- Given records

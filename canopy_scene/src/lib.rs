// Copyright 2025 the Canopy Authors
// SPDX-License-Identifier: Apache-2.0 OR MIT

//! Canopy Scene: the widget capability contract of the canvas engine.
//!
//! An infinite canvas hosts heterogeneous widgets (sticky notes, PDF pages,
//! diagrams, ink layers) whose drawing logic lives outside the core. This
//! crate defines the seam between the two: the [`Widget`] trait every hosted
//! widget implements, and the [`RenderContext`] handed to every draw call.
//!
//! Capabilities that not every widget has (snapshot-specific drawing, custom
//! bounds, content revisions) are provided-default trait methods rather than
//! duck-typed method probing: a widget that does nothing special simply
//! inherits the defaults.
//!
//! ```rust
//! use kurbo::{Point, Rect, Size};
//! use canopy_imaging::Surface;
//! use canopy_scene::{RenderContext, Widget, WidgetId};
//! use canopy_view2d::Camera;
//!
//! struct Sticky { id: WidgetId, at: Point }
//!
//! impl Widget for Sticky {
//!     fn id(&self) -> WidgetId { self.id }
//!     fn kind(&self) -> &'static str { "sticky-note" }
//!     fn position(&self) -> Point { self.at }
//!     fn set_position(&mut self, at: Point) { self.at = at; }
//!     fn size(&self) -> Size { Size::new(200.0, 150.0) }
//!     fn draw(&mut self, surface: &mut dyn Surface, camera: &Camera, ctx: &RenderContext) {
//!         let rect = camera.world_to_screen_rect(self.bounds(camera));
//!         surface.fill_rect(rect, ctx.theme.accent);
//!     }
//! }
//! ```
//!
//! This crate is `no_std`.

#![no_std]

use canopy_imaging::Surface;
use canopy_view2d::Camera;
use kurbo::{Point, Rect, Size};
use peniko::Color;

/// Opaque identifier of a widget within one runtime.
#[repr(transparent)]
#[derive(Copy, Clone, Debug, PartialEq, Eq, Hash, PartialOrd, Ord)]
pub struct WidgetId(pub u64);

/// A widget hosted on the canvas.
///
/// Required capabilities are `id`/`kind`/`position`/`size` and a vector
/// [`Widget::draw`]. Everything else has a sensible default. Draw methods
/// are infallible by contract: a widget that cannot render its content is
/// expected to draw a placeholder, never to halt the frame.
pub trait Widget {
    /// Stable identifier of this widget.
    fn id(&self) -> WidgetId;

    /// Short static tag naming the widget type (part of raster cache keys).
    fn kind(&self) -> &'static str;

    /// World-space position of the widget's top-left corner.
    fn position(&self) -> Point;

    /// Moves the widget.
    fn set_position(&mut self, position: Point);

    /// World-space size of the widget.
    fn size(&self) -> Size;

    /// Whether the widget is collapsed to its header/handle.
    fn collapsed(&self) -> bool {
        false
    }

    /// Per-frame update with measured delta time in seconds.
    ///
    /// Culled widgets do not receive `update` calls.
    fn update(&mut self, dt: f64) {
        let _ = dt;
    }

    /// Draws the widget in its live vector form.
    ///
    /// `surface` is in screen pixels; use `camera` to transform world-space
    /// geometry. The same code path runs against offscreen snapshot surfaces
    /// with a synthetic camera, so implementations must not assume they are
    /// drawing to the visible screen.
    fn draw(&mut self, surface: &mut dyn Surface, camera: &Camera, ctx: &RenderContext);

    /// Draws the widget for a cached snapshot.
    ///
    /// Defaults to [`Widget::draw`]. Override to skip transient chrome
    /// (cursors, selection handles) that should not be baked into a cache.
    fn draw_snapshot(&mut self, surface: &mut dyn Surface, camera: &Camera, ctx: &RenderContext) {
        self.draw(surface, camera, ctx);
    }

    /// World-space bounds used for culling and hit testing.
    ///
    /// Defaults to the position/size rectangle. Widgets whose visual extent
    /// depends on zoom (for example fixed-pixel handles) may override.
    fn bounds(&self, camera: &Camera) -> Rect {
        let _ = camera;
        let origin = self.position();
        let size = self.size();
        Rect::from_origin_size(origin, size)
    }

    /// Monotonic revision of the widget's drawable content.
    ///
    /// Bump whenever cached output would become stale. Widgets with static
    /// content can keep the default of `0`; size and collapsed-state changes
    /// are tracked separately by the cache.
    fn content_revision(&self) -> u64 {
        0
    }
}

/// How the workspace is currently being presented.
#[derive(Copy, Clone, Debug, Default, PartialEq, Eq)]
pub enum DisplayMode {
    /// Normal interactive display.
    #[default]
    Full,
    /// Transient reduced overview (e.g. a notebook peek). Snapshot caches
    /// are bypassed and some input handlers opt out.
    Peek,
}

/// Coarse rendering detail tier derived from zoom.
#[derive(Copy, Clone, Debug, Default, PartialEq, Eq)]
pub enum LevelOfDetail {
    /// Full-detail drawing.
    #[default]
    Full,
    /// Simplified drawing for far-out overviews.
    Simplified,
}

impl LevelOfDetail {
    /// Detail tier for a camera zoom factor.
    #[must_use]
    pub fn from_zoom(zoom: f64) -> Self {
        if zoom < 0.3 { Self::Simplified } else { Self::Full }
    }
}

/// The transform interaction currently applied to a widget, if any.
#[derive(Copy, Clone, Debug, PartialEq, Eq)]
pub enum TransformMode {
    /// The widget is being moved.
    Move,
    /// The widget is being resized.
    Resize,
}

/// Which widgets are the subject of live interaction this frame.
#[derive(Copy, Clone, Debug, Default)]
pub struct InteractionState {
    /// Currently selected widget.
    pub selected: Option<WidgetId>,
    /// Widget holding keyboard focus.
    pub focused: Option<WidgetId>,
    /// Widget under the pointer.
    pub hovered: Option<WidgetId>,
    /// Whether the primary pointer is a touch (hover is then meaningless).
    pub is_touch_primary: bool,
    /// Widget currently being moved/resized, with the transform mode.
    pub transforming: Option<(WidgetId, TransformMode)>,
}

impl InteractionState {
    /// Whether this widget must be drawn live (vector) because the user is
    /// actively interacting with it: cached bitmaps would visibly lag edits.
    #[must_use]
    pub fn wants_live_drawing(&self, id: WidgetId) -> bool {
        self.selected == Some(id)
            || self.focused == Some(id)
            || self.transforming.map(|(t, _)| t) == Some(id)
            || (self.hovered == Some(id) && !self.is_touch_primary)
    }
}

/// Pixel density quantized to coarse 1×/2×/3× tiers.
///
/// Part of raster cache keys alongside [`canopy_view2d::ZoomBucket`], so
/// fractional-DPI displays do not fragment the cache.
#[derive(Copy, Clone, Debug, PartialEq, Eq, Hash, PartialOrd, Ord)]
pub struct DensityBucket(u8);

impl DensityBucket {
    /// Quantizes a device pixel ratio.
    #[must_use]
    pub fn from_density(density: f64) -> Self {
        if density < 1.5 {
            Self(1)
        } else if density < 2.5 {
            Self(2)
        } else {
            Self(3)
        }
    }

    /// The integer scale tier (1, 2, or 3).
    #[must_use]
    pub fn factor(self) -> u32 {
        u32::from(self.0)
    }
}

/// Theme colors handed to widget draw calls.
#[derive(Copy, Clone, Debug)]
pub struct Theme {
    /// Workspace background.
    pub background: Color,
    /// Background grid lines.
    pub grid_line: Color,
    /// Widget outline/border.
    pub widget_outline: Color,
    /// Loading placeholder fill.
    pub placeholder: Color,
    /// Accent color for selection and highlights.
    pub accent: Color,
}

impl Default for Theme {
    fn default() -> Self {
        Self {
            background: Color::from_rgba8(0xf7, 0xf6, 0xf2, 0xff),
            grid_line: Color::from_rgba8(0xe3, 0xe1, 0xda, 0xff),
            widget_outline: Color::from_rgba8(0x4a, 0x46, 0x3f, 0xff),
            placeholder: Color::from_rgba8(0xdd, 0xdb, 0xd4, 0xff),
            accent: Color::from_rgba8(0x2f, 0x6f, 0xde, 0xff),
        }
    }
}

/// Per-frame context passed to every widget and layer draw call.
#[derive(Clone, Debug)]
pub struct RenderContext {
    /// Viewport width in logical pixels.
    pub view_width: f64,
    /// Viewport height in logical pixels.
    pub view_height: f64,
    /// Device pixel ratio of the hosting surface.
    pub pixel_density: f64,
    /// Current display mode.
    pub display_mode: DisplayMode,
    /// Detail tier derived from zoom.
    pub level_of_detail: LevelOfDetail,
    /// Camera zoom at the time of the draw call.
    pub zoom: f64,
    /// Live interaction state.
    pub interaction: InteractionState,
    /// Theme colors.
    pub theme: Theme,
}

#[cfg(test)]
mod tests {
    use super::*;

    struct Probe {
        id: WidgetId,
        at: Point,
    }

    impl Widget for Probe {
        fn id(&self) -> WidgetId {
            self.id
        }
        fn kind(&self) -> &'static str {
            "probe"
        }
        fn position(&self) -> Point {
            self.at
        }
        fn set_position(&mut self, position: Point) {
            self.at = position;
        }
        fn size(&self) -> Size {
            Size::new(40.0, 30.0)
        }
        fn draw(&mut self, _: &mut dyn Surface, _: &Camera, _: &RenderContext) {}
    }

    #[test]
    fn default_bounds_come_from_position_and_size() {
        let probe = Probe {
            id: WidgetId(1),
            at: Point::new(10.0, 20.0),
        };
        let camera = Camera::new();
        assert_eq!(probe.bounds(&camera), Rect::new(10.0, 20.0, 50.0, 50.0));
        assert_eq!(probe.content_revision(), 0);
        assert!(!probe.collapsed());
    }

    #[test]
    fn hover_wants_live_drawing_only_for_non_touch() {
        let id = WidgetId(7);
        let mut state = InteractionState {
            hovered: Some(id),
            ..InteractionState::default()
        };
        assert!(state.wants_live_drawing(id));
        state.is_touch_primary = true;
        assert!(!state.wants_live_drawing(id));
        state.selected = Some(id);
        assert!(state.wants_live_drawing(id));
        assert!(!state.wants_live_drawing(WidgetId(8)));
    }

    #[test]
    fn density_buckets_are_coarse() {
        assert_eq!(DensityBucket::from_density(1.0).factor(), 1);
        assert_eq!(DensityBucket::from_density(1.25).factor(), 1);
        assert_eq!(DensityBucket::from_density(2.0).factor(), 2);
        assert_eq!(DensityBucket::from_density(3.5).factor(), 3);
    }

    #[test]
    fn level_of_detail_simplifies_far_out() {
        assert_eq!(LevelOfDetail::from_zoom(0.1), LevelOfDetail::Simplified);
        assert_eq!(LevelOfDetail::from_zoom(1.0), LevelOfDetail::Full);
    }
}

- What is required
Look back at the entries above. Retype the line with "fn set_position(&mut self, position: Point);", the line with "into a cache.", and all lines in between.

- Reply to the exercise
    fn set_position(&mut self, position: Point);

    /// World-space size of the widget.
    fn size(&self) -> Size;

    /// Whether the widget is collapsed to its header/handle.
    fn collapsed(&self) -> bool {
        false
    }

    /// Per-frame update with measured delta time in seconds.
    ///
    /// Culled widgets do not receive `update` calls.
    fn update(&mut self, dt: f64) {
        let _ = dt;
    }

    /// Draws the widget in its live vector form.
    ///
    /// `surface` is in screen pixels; use `camera` to transform world-space
    /// geometry. The same code path runs against offscreen snapshot surfaces
    /// with a synthetic camera, so implementations must not assume they are
    /// drawing to the visible screen.
    fn draw(&mut self, surface: &mut dyn Surface, camera: &Camera, ctx: &RenderContext);

    /// Draws the widget for a cached snapshot.
    ///
    /// Defaults to [`Widget::draw`]. Override to skip transient chrome
    /// (cursors, selection handles) that should not be baked into a cache.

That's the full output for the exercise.